Due giorni dopo, il Knight Rider fece il suo ingresso al porto di Dutch Harbor carico di granchi. Grazie alle indicazioni di K.I.T.T., le ragazze avevano continuato a tirare su nasse piene fino all’orlo, con somma soddisfazione di Jeremy che, nonostante fosse ben consapevole che la loro era solo una copertura, non poteva certo lamentarsi per l’aumento di guadagno. Lasciando a Mary il compito di occuparsi della conta e dello scarico del pescato, Michelle ed Helen, ancora puzzolenti di pesce e con i capelli tutti aggrovigliati, si diressero all’Elbow Room per parlare con i loro sospettati.
La riccia individuò subito il capitano dell’Incentive e i suoi baffoni da tricheco. Con un cenno alla sua compagna si diresse baldanzosa verso di lui, lasciando Michelle da sola.
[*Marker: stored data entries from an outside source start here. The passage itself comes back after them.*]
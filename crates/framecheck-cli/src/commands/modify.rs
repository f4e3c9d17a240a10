//! Modify command - change one column's constraints in a stored set.

use std::path::PathBuf;

use colored::Colorize;
use framecheck::{CheckKind, ColumnConstraints, Constraint, ConstraintSet};

/// Parse `kind=value` overrides into a patch.
pub(crate) fn parse_overrides(items: &[String]) -> Result<ColumnConstraints, Box<dyn std::error::Error>> {
    let mut patch = ColumnConstraints::new();
    for item in items {
        let (kind, value) = item
            .split_once('=')
            .ok_or_else(|| format!("Expected KIND=VALUE, got '{}'", item))?;
        let kind: CheckKind = kind.trim().parse()?;
        patch.insert(Constraint::parse(kind, value.trim())?);
    }
    Ok(patch)
}

pub fn run(
    constraints: PathBuf,
    column: String,
    set: Vec<String>,
    output: Option<PathBuf>,
) -> Result<(), Box<dyn std::error::Error>> {
    let mut stored = ConstraintSet::load(&constraints)?;
    let patch = parse_overrides(&set)?;

    stored.modify(&column, &patch)?;

    let output_path = output.unwrap_or(constraints);
    stored.save(&output_path)?;

    for constraint in patch.iter() {
        println!(
            "{} {}.{} = {}",
            "Set".green().bold(),
            column.cyan(),
            constraint.kind(),
            constraint.to_cell()
        );
    }
    println!("{} {}", "Saved to".green().bold(), output_path.display());

    Ok(())
}

#[cfg(test)]
mod tests {
    use super::*;

    #[test]
    fn test_parse_overrides() {
        let patch = parse_overrides(&["max_value=100".into(), "nullable = true".into()]).unwrap();
        assert_eq!(patch.len(), 2);
        assert!(patch.contains(CheckKind::MaxValue));
        assert_eq!(patch.get(CheckKind::Nullable), Some(&Constraint::Nullable(true)));
    }

    #[test]
    fn test_run_updates_constraints_file() {
        let dir = tempfile::TempDir::new().unwrap();
        let path = dir.path().join("constraints.json");

        let mut stored = ConstraintSet::new();
        stored.insert(
            "age",
            ColumnConstraints::new()
                .with(Constraint::DataType("int64".into()))
                .with(Constraint::Nullable(false)),
        );
        stored.save(&path).unwrap();

        run(path.clone(), "age".into(), vec!["nullable=True".into()], None).unwrap();

        let reloaded = ConstraintSet::load(&path).unwrap();
        assert_eq!(
            reloaded.get("age").and_then(|r| r.get(CheckKind::Nullable)),
            Some(&Constraint::Nullable(true))
        );
        assert!(run(path, "height".into(), vec!["nullable=True".into()], None).is_err());
    }

    #[test]
    fn test_parse_overrides_rejects_missing_value() {
        assert!(parse_overrides(&["max_value".into()]).is_err());
        assert!(parse_overrides(&["colour=red".into()]).is_err());
    }
}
La nipote di Bonnie si guardò attorno per un istante prima di avvistare il mozzo della Northwestern, Jake Anderson, seduto al bancone del bar in compagnia dei fratelli Harris. Del suo capitano e i suoi fratelli neanche l’ombra.
Meglio così”, pensò Michelle. “Meno vedo quel buzzurro e meglio sto!”.
Fingendo una stanchezza maggiore di quella che in realtà provava, la ragazza si avvicinò ai tre, facendo schioccare le vertebre mentre si metteva a sedere sullo sgabello accanto a loro.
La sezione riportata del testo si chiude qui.